Repeat exactly, and only, the lines from the one containing "samples are analyzed." through the end of the records.

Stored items

········

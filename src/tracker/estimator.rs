/// Parameters a [PeriodicityEstimator] is created from.
#[derive(Debug, Clone, Copy, PartialEq)]
pub struct EstimatorConfig {
    /// Sample rate of the band-limited windows, in Hz.
    pub sample_rate: f64,
    /// The lowest frequency that may be reported, in Hz.
    pub min_frequency: f32,
    /// The highest frequency that may be reported, in Hz.
    pub max_frequency: f32,
    /// Windows with a peak level below this are considered silent.
    pub detect_level_threshold: f32,
    /// The number of samples of each band analyzed per estimate.
    pub window_size: usize,
    /// The low pass corner of the lo band, in Hz.
    pub crossover_frequency: f32,
}

/// Estimates the fundamental frequency of a signal, given a low frequency biased
/// (lo) and a wide band (hi) view of the same `window_size` samples.
///
/// Implementations must be deterministic and run in time bounded by the window
/// size. `estimate` returns 0 when the signal is below the detect threshold or
/// has no periodicity between the min and max frequency. Otherwise it returns
/// a frequency within that range. It never returns a negative value or NaN.
/// `&mut self` is only meant for reusing scratch memory between calls.
pub trait PeriodicityEstimator {
    fn from_config(config: &EstimatorConfig) -> Self
    where
        Self: Sized;

    /// `lo_band` and `hi_band` hold at least `window_size` samples. Only the
    /// first `window_size` samples are analyzed.
    fn estimate(&mut self, lo_band: &[f32], hi_band: &[f32]) -> f32;
}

········

RESULT OF THIS TASK =
    /// first `window_size` samples are analyzed.
    fn estimate(&mut self, lo_band: &[f32], hi_band: &[f32]) -> f32;
}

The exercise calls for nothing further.